Ilustres migrantes fiscales como el multimillonario catalán Jaume Roures, renombrado por su entusiasta afición al sándwich holandés, la más célebre argucia jurídica ideada por las autoridades de los Países Bajos para ayudar a individuos como él a mantener su dinero bien lejos de las necesidades de financiación del sistema sanitario español. El sándwich holandés, un producto de la más destilada hipocresía luterana, constituye un inmenso coladero para hurtar recursos a las haciendas nacionales de los países de la Unión que fue creado en tiempos de la guerra de Vietnam. Por aquel entonces, Estados Unidos se vio sometido a un dilema. Financiar la guerra exigía lanzar emisiones constantes y masivas de deuda federal. Pero las grandes corporaciones empresariales americanas también necesitaban captar recursos emitiendo su propia deuda. Algo que habría empujado hasta las nubes el tipo de interés a pagar si el sector privado y el público compitieran por captar el mismo ahorro dentro de Estados Unidos. La única solución era colocarla en Europa.

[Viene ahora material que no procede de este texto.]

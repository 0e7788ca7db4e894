//! Parameters of a single split run.

use std::path::{Path, PathBuf};

use serde::{Deserialize, Serialize};

use crate::errors::*;
use crate::ops::DEFAULT_LINE_WIDTH;

pub const DEFAULT_E_CUTOFF: f64 = 10.0;
pub const DEFAULT_OUTFMT: &str = "6 std";

/// Everything [`parse_blast`](crate::parse_blast) needs, as named fields.
#[derive(Debug, Clone, PartialEq, Serialize, Deserialize)]
pub struct SplitConfig {
    /// Tab-separated hit table.
    pub blast_result: PathBuf,
    /// FASTA query sequences that were searched.
    pub query: PathBuf,
    /// Destination for hits at or below the cutoff.
    pub mapped: PathBuf,
    /// Destination for queries without such a hit.
    pub unmapped: PathBuf,
    /// Inclusive upper bound on the e-value.
    #[serde(default = "default_e_cutoff")]
    pub e_cutoff: f64,
    /// Format specification the hit table was produced with, e.g. `"6 std"`.
    #[serde(default = "default_outfmt")]
    pub outfmt: String,
    #[serde(default)]
    pub has_header: bool,
    #[serde(default = "default_line_width")]
    pub line_width: usize,
}

fn default_e_cutoff() -> f64 {
    DEFAULT_E_CUTOFF
}

fn default_outfmt() -> String {
    DEFAULT_OUTFMT.to_owned()
}

fn default_line_width() -> usize {
    DEFAULT_LINE_WIDTH
}

impl SplitConfig {
    pub fn new(
        blast_result: impl Into<PathBuf>,
        query: impl Into<PathBuf>,
        mapped: impl Into<PathBuf>,
        unmapped: impl Into<PathBuf>,
        e_cutoff: f64,
        outfmt: impl Into<String>,
    ) -> Self {
        Self {
            blast_result: blast_result.into(),
            query: query.into(),
            mapped: mapped.into(),
            unmapped: unmapped.into(),
            e_cutoff,
            outfmt: outfmt.into(),
            has_header: false,
            line_width: DEFAULT_LINE_WIDTH,
        }
    }

    pub fn with_header(mut self, has_header: bool) -> Self {
        self.has_header = has_header;
        self
    }

    pub fn with_line_width(mut self, line_width: usize) -> Self {
        self.line_width = line_width;
        self
    }

    /// Parse a workflow rule layout with `input`, `output` and `params` groups.
    pub fn from_yaml_str(yaml: &str) -> std::result::Result<Self, serde_yaml::Error> {
        serde_yaml::from_str::<RuleConfig>(yaml).map(Self::from)
    }

    pub fn from_yaml_file(file: impl AsRef<Path>) -> Result<Self> {
        let path = file.as_ref();
        let to_err = |e: Box<dyn std::error::Error + Send + Sync>| Error::FileIo {
            file: path.display().to_string(),
            source: e,
        };

        let yaml = std::fs::read_to_string(path).map_err(|e| to_err(Box::new(e)))?;
        Self::from_yaml_str(&yaml).map_err(|e| to_err(Box::new(e)))
    }

    pub fn validate(&self) -> Result<()> {
        // negative cutoffs are valid and map nothing
        if self.e_cutoff.is_nan() {
            return Err(Error::Config(String::from("e_cutoff must be a number, got NaN")));
        }

        if self.mapped == self.unmapped {
            return Err(Error::Config(format!(
                "mapped and unmapped outputs are both \"{}\"",
                self.mapped.display()
            )));
        }

        Ok(())
    }
}

#[derive(Debug, Deserialize)]
#[serde(deny_unknown_fields)]
struct RuleConfig {
    input: RuleInput,
    output: RuleOutput,
    #[serde(default)]
    params: RuleParams,
}

#[derive(Debug, Deserialize)]
struct RuleInput {
    blast_result: PathBuf,
    query: PathBuf,
}

#[derive(Debug, Deserialize)]
struct RuleOutput {
    mapped: PathBuf,
    unmapped: PathBuf,
}

#[derive(Debug, Deserialize)]
struct RuleParams {
    #[serde(default = "default_e_cutoff")]
    e_cutoff: f64,
    #[serde(default = "default_outfmt")]
    outfmt: String,
    #[serde(default)]
    has_header: bool,
    #[serde(default = "default_line_width")]
    line_width: usize,
}

impl Default for RuleParams {
    fn default() -> Self {
        Self {
            e_cutoff: DEFAULT_E_CUTOFF,
            outfmt: default_outfmt(),
            has_header: false,
            line_width: DEFAULT_LINE_WIDTH,
        }
    }
}

impl From<RuleConfig> for SplitConfig {
    fn from(rule: RuleConfig) -> Self {
        Self {
            blast_result: rule.input.blast_result,
            query: rule.input.query,
            mapped: rule.output.mapped,
            unmapped: rule.output.unmapped,
            e_cutoff: rule.params.e_cutoff,
            outfmt: rule.params.outfmt,
            has_header: rule.params.has_header,
            line_width: rule.params.line_width,
        }
    }
}

#[cfg(test)]
mod tests {
    use super::*;

    #[test]
    fn parses_rule_groups() {
        let yaml = "
input:
  blast_result: results/hits.tsv
  query: results/query.fa
output:
  mapped: results/mapped.tsv
  unmapped: results/unmapped.fa
params:
  e_cutoff: 1e-5
  outfmt: '6 qseqid sseqid evalue'
";
        let config = SplitConfig::from_yaml_str(yaml).unwrap();
        assert_eq!(
            config,
            SplitConfig::new(
                "results/hits.tsv",
                "results/query.fa",
                "results/mapped.tsv",
                "results/unmapped.fa",
                1e-5,
                "6 qseqid sseqid evalue",
            )
        );
    }

    #[test]
    fn params_default_when_absent() {
        let yaml = "
input: { blast_result: h.tsv, query: q.fa }
output: { mapped: m.tsv, unmapped: u.fa }
";
        let config = SplitConfig::from_yaml_str(yaml).unwrap();
        assert_eq!(config.e_cutoff, DEFAULT_E_CUTOFF);
        assert_eq!(config.outfmt, DEFAULT_OUTFMT);
        assert_eq!(config.line_width, DEFAULT_LINE_WIDTH);
        assert!(!config.has_header);
    }

    #[test]
    fn missing_output_is_rejected() {
        let yaml = "input: { blast_result: h.tsv, query: q.fa }\n";
        assert!(SplitConfig::from_yaml_str(yaml).is_err());
    }

    #[test]
    fn validate_rejects_only_nan_cutoffs() {
        let config = SplitConfig::new("h", "q", "m", "u", f64::NAN, DEFAULT_OUTFMT);
        assert!(matches!(config.validate(), Err(Error::Config(_))));

        for e_cutoff in [-1.0, 0.0, 1e-5, f64::INFINITY, f64::NEG_INFINITY] {
            let config = SplitConfig::new("h", "q", "m", "u", e_cutoff, DEFAULT_OUTFMT);
            assert!(config.validate().is_ok(), "cutoff {e_cutoff} rejected");
        }
    }

    #[test]
    fn validate_rejects_shared_output() {
        let config = SplitConfig::new("h", "q", "out", "out", 1.0, DEFAULT_OUTFMT);
        assert!(matches!(config.validate(), Err(Error::Config(_))));
    }
}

Pero había un pequeño inconveniente fiscal, a saber: cualquier emisión de bonos americanos estaba sometida a una retención del 30% sobre su rentabilidad, algo que no afectaba a la deuda europea. Así las cosas, el dilema consistía en que Estados Unidos quería seguir cobrando aquel impuesto del 30% para costear Vietnam y, al mismo tiempo, deseaba que sus multinacionales se pudiesen financiar en Europa con sus propios bonos. Y la solución fue ese sabroso sándwich que tanto le gusta ahora a Roures. Las grandes corporaciones americanas necesitadas de financiación instalarían sucursales ficticias en las Antillas Holandesas, país de pandereta controlado de forma apenas encubierta por su antigua potencia colonial, Holanda. Un territorio caribeño donde ni siquiera hacer falta decir que rige la más completa exención de impuestos para extranjeros. Las empresas, pues, emitirían sus bonos desde allí. Y luego, gracias a un flamante tratado internacional firmado entre los Estados Unidos de América y el Gobiernito de broma de las Antillas Holandesas, se garantizaba que las matrices repatriasen todos los beneficios sin pagar nada al fisco norteamericano. Así empezó la historia, luego reproducida y ampliada con nuevos tratados internacionales entre Holanda y su colonia encubierta. Por esa cloaca holandesa ha desaparecido mucho del dinero que hoy necesitarían nuestros hospitales. Y todavía se atreven a mirarnos por encima del hombro. Holanda o la hipocresía luterana.